Using the records below, filter out every line that lacks "None" and copy the rest.
=== Exercise data ===
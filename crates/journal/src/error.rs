//! Error and Result types for journal operations.

use crate::Timestamp;
use std::io;
use std::path::PathBuf;
use std::time::Duration;
use thiserror::Error;

/// A convenience `Result` type for journal operations.
pub type Result<T> = std::result::Result<T, JournalError>;

/// The error type for journal operations.
#[derive(Debug, Error)]
pub enum JournalError {
    /// Appended timestamp is below the partition's high-water mark.
    #[error(
        "Out of order append into partition {partition_id}: timestamp {timestamp} is before last timestamp {last_timestamp}"
    )]
    OutOfOrderAppend {
        /// Partition the row was routed to.
        partition_id: u32,
        /// Timestamp of the rejected row.
        timestamp: Timestamp,
        /// Last timestamp appended to the partition in the current transaction.
        last_timestamp: Timestamp,
    },

    /// Durable propagation of append offsets failed; the attempt was rolled back.
    #[error("Commit failed for partition {partition_id}: {source}")]
    CommitFailed {
        /// Partition whose file support failed (0 is the dictionary store).
        partition_id: u32,
        /// Underlying cause.
        #[source]
        source: Box<JournalError>,
    },

    /// The transaction log pointer checksum could not be reconciled.
    #[error("Invalid transaction address {address:#x} (checksum {checksum:#04x})")]
    InvalidTxAddress {
        /// Address read from the pointer.
        address: u64,
        /// Checksum byte read from the pointer.
        checksum: u8,
    },

    /// A partition lock could not be acquired in time.
    #[error("Timed out after {timeout:?} waiting for lock on partition {partition_id}")]
    LockTimeout {
        /// Partition whose lock was requested.
        partition_id: u32,
        /// Configured wait bound.
        timeout: Duration,
    },

    /// A write operation was attempted on a read-only handle.
    #[error("Journal is not open for writing")]
    NotOpenForWrite,

    /// Another writer handle already owns the journal directory.
    #[error("Journal already has an open writer: {0}")]
    WriterAlreadyOpen(PathBuf),

    /// A transaction record could not be decoded or encoded.
    #[error("Corrupt transaction record: {0}")]
    CorruptTxRecord(String),

    /// A column, index or dictionary file is inconsistent.
    #[error("Corrupt file {path}: {reason}")]
    CorruptFile {
        /// Offending file.
        path: PathBuf,
        /// What was wrong with it.
        reason: String,
    },

    /// Row values do not match the journal schema.
    #[error("Schema mismatch: {0}")]
    SchemaMismatch(String),

    /// A row id does not exist in the given transaction.
    #[error("Row {row_id:#x} is not visible in this transaction")]
    RowOutOfRange {
        /// The requested row id.
        row_id: u64,
    },

    /// Requested column is not part of the schema.
    #[error("Unknown column: {0}")]
    UnknownColumn(String),

    /// Underlying I/O error.
    #[error("I/O error: {0}")]
    Io(#[from] io::Error),
}

impl JournalError {
    /// Wraps an error raised while committing the given partition.
    pub(crate) fn commit_failed(partition_id: u32, source: JournalError) -> Self {
        match source {
            already @ JournalError::CommitFailed { .. } => already,
            other => JournalError::CommitFailed {
                partition_id,
                source: Box::new(other),
            },
        }
    }

    pub(crate) fn corrupt_file(path: impl Into<PathBuf>, reason: impl Into<String>) -> Self {
        JournalError::CorruptFile {
            path: path.into(),
            reason: reason.into(),
        }
    }
}
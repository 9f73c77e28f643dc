//! Durable propagation of transaction state into file headers.
//!
//! Appends only move in-memory cursors held by the transaction. A commit writes
//! every changed cursor into its file's header. Within one [`FileSet`] this is
//! all-or-nothing: if a header write fails, headers already written during the
//! same call are restored to their previous values before the error is
//! returned as [`JournalError::CommitFailed`]. Files that were never reached
//! still hold their previous value.

use crate::error::{JournalError, Result};
use crate::storage::{
    ColumnStorage, StorageProvider, KEY_BLOCK_CREATED_POS, KEY_BLOCK_OFFSET_POS,
    KEY_BLOCK_SIZE_POS,
};
use crate::tx::{PartitionTxData, SymbolTxData};
use crate::txlog::TxRec;
use std::path::{Path, PathBuf};
use std::sync::Arc;
use tracing::{debug, error};

/// Transaction support implemented by every partition and by the dictionary store.
pub trait FileTxSupport: Send {
    /// Reconstructs the current durable state from file headers.
    ///
    /// When `trusted` is given, it is the published log record and overrides
    /// what the headers say where the two disagree.
    fn read_tx_log(&mut self, trusted: Option<&TxRec>) -> Result<PartitionTxData>;

    /// Writes every offset that differs between `new_state` and `old_state`.
    fn commit(&mut self, new_state: &PartitionTxData, old_state: &PartitionTxData) -> Result<()>;

    /// Contributes this state to a record about to be published.
    fn set_tx_rec(&self, state: &PartitionTxData, rec: &mut TxRec);
}

/// Role of a file in a [`FileSet`].
#[derive(Debug, Clone, Copy, PartialEq, Eq)]
pub enum FileKind {
    /// Header holds an append offset only.
    Data,
    /// Header also holds key block bookkeeping.
    Index,
}

struct FileSlot {
    name: String,
    kind: FileKind,
    storage: Option<Box<dyn ColumnStorage>>,
}

/// Files of one partition (or of the dictionary store), opened lazily.
pub struct FileSet {
    partition_id: u32,
    dir: PathBuf,
    provider: Arc<dyn StorageProvider>,
    slots: Vec<FileSlot>,
}

impl FileSet {
    /// Creates a set of files named `names` inside `dir`.
    pub fn new(
        partition_id: u32,
        dir: impl AsRef<Path>,
        provider: Arc<dyn StorageProvider>,
        files: Vec<(String, FileKind)>,
    ) -> Self {
        Self {
            partition_id,
            dir: dir.as_ref().to_path_buf(),
            provider,
            slots: files
                .into_iter()
                .map(|(name, kind)| FileSlot {
                    name,
                    kind,
                    storage: None,
                })
                .collect(),
        }
    }

    /// Partition id reported in commit failures.
    pub fn partition_id(&self) -> u32 {
        self.partition_id
    }

    /// Directory holding the files.
    pub fn dir(&self) -> &Path {
        &self.dir
    }

    /// Number of files.
    pub fn len(&self) -> usize {
        self.slots.len()
    }

    /// Returns true if the set has no files.
    pub fn is_empty(&self) -> bool {
        self.slots.is_empty()
    }

    /// Kind of the file at `index`.
    pub fn kind(&self, index: usize) -> FileKind {
        self.slots[index].kind
    }

    /// Returns true if any file is currently mapped.
    pub fn is_open(&self) -> bool {
        self.slots.iter().any(|slot| slot.storage.is_some())
    }

    /// Unmaps every file; they are reopened on next access.
    pub fn close(&mut self) {
        for slot in &mut self.slots {
            slot.storage = None;
        }
    }

    /// Points the set at another directory, closing open files.
    pub fn relocate(&mut self, dir: impl AsRef<Path>) {
        self.close();
        self.dir = dir.as_ref().to_path_buf();
    }

    /// Returns the file at `index`, opening it if needed.
    pub fn file(&mut self, index: usize) -> Result<&mut dyn ColumnStorage> {
        let slot = &mut self.slots[index];
        let storage = match slot.storage.take() {
            Some(storage) => storage,
            None => self.provider.open(&self.dir.join(&slot.name))?,
        };
        Ok(slot.storage.insert(storage).as_mut())
    }

    /// Returns the file at `index` if it is open.
    pub fn open_file(&self, index: usize) -> Option<&dyn ColumnStorage> {
        self.slots[index].storage.as_deref()
    }

    /// Opens every file and picks up growth made by other handles.
    pub fn refresh(&mut self) -> Result<()> {
        for index in 0..self.slots.len() {
            self.file(index)?.refresh()?;
        }
        Ok(())
    }

    /// Reads the durable header of every file.
    pub fn read_headers(&mut self) -> Result<(Vec<u64>, Vec<SymbolTxData>)> {
        let mut offsets = Vec::with_capacity(self.slots.len());
        let mut symbols = Vec::with_capacity(self.slots.len());
        for index in 0..self.slots.len() {
            let kind = self.slots[index].kind;
            let file = self.file(index)?;
            file.refresh()?;
            offsets.push(file.append_offset()?);
            symbols.push(match kind {
                FileKind::Index if !file.is_empty() => read_key_block(file)?,
                _ => SymbolTxData::default(),
            });
        }
        Ok((offsets, symbols))
    }

    /// Writes changed headers, restoring written ones if any write fails.
    pub fn commit(&mut self, new_state: &PartitionTxData, old_state: &PartitionTxData) -> Result<()> {
        if new_state.append_offset.len() != self.slots.len()
            || old_state.append_offset.len() != self.slots.len()
        {
            return Err(JournalError::commit_failed(
                self.partition_id,
                JournalError::corrupt_file(
                    &self.dir,
                    format!(
                        "transaction tracks {} files, partition has {}",
                        new_state.append_offset.len(),
                        self.slots.len()
                    ),
                ),
            ));
        }

        let mut written = Vec::new();
        for index in 0..self.slots.len() {
            let offset = new_state.append_offset[index];
            let symbol = new_state.symbol_data[index];
            if offset == old_state.append_offset[index] && symbol == old_state.symbol_data[index] {
                continue;
            }
            match self.write_header(index, offset, symbol) {
                Ok(()) => written.push(index),
                Err(err) => {
                    written.push(index);
                    self.restore(&written, old_state);
                    return Err(JournalError::commit_failed(self.partition_id, err));
                }
            }
        }

        if !written.is_empty() {
            debug!(
                "Committed {} file headers in partition {}",
                written.len(),
                self.partition_id
            );
        }
        Ok(())
    }

    fn restore(&mut self, indexes: &[usize], old_state: &PartitionTxData) {
        for &index in indexes.iter().rev() {
            let offset = old_state.append_offset[index];
            let symbol = old_state.symbol_data[index];
            if let Err(err) = self.write_header(index, offset, symbol) {
                error!(
                    "Failed to roll back {} in partition {}: {:?}",
                    self.slots[index].name, self.partition_id, err
                );
            }
        }
    }

    fn write_header(&mut self, index: usize, offset: u64, symbol: SymbolTxData) -> Result<()> {
        let kind = self.slots[index].kind;
        let file = self.file(index)?;
        file.set_append_offset(offset)?;
        if kind == FileKind::Index {
            file.write_i64(KEY_BLOCK_OFFSET_POS, symbol.key_block_offset as i64)?;
            file.write_i64(KEY_BLOCK_SIZE_POS, symbol.key_block_size as i64)?;
            file.write_bool(KEY_BLOCK_CREATED_POS, symbol.key_block_created)?;
        }
        file.flush()
    }
}

fn read_key_block(file: &dyn ColumnStorage) -> Result<SymbolTxData> {
    let offset = file.read_i64(KEY_BLOCK_OFFSET_POS)?;
    let size = file.read_i64(KEY_BLOCK_SIZE_POS)?;
    if offset < 0 || size < 0 {
        return Err(JournalError::corrupt_file(
            file.path(),
            format!("key block at {offset} of size {size}"),
        ));
    }
    Ok(SymbolTxData {
        key_block_created: file.read_bool(KEY_BLOCK_CREATED_POS)?,
        key_block_offset: offset as u64,
        key_block_size: size as u64,
    })
}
===
- Answer to the exercise
                    storage: None,
            slot.storage = None;
            None => self.provider.open(&self.dir.join(&slot.name))?,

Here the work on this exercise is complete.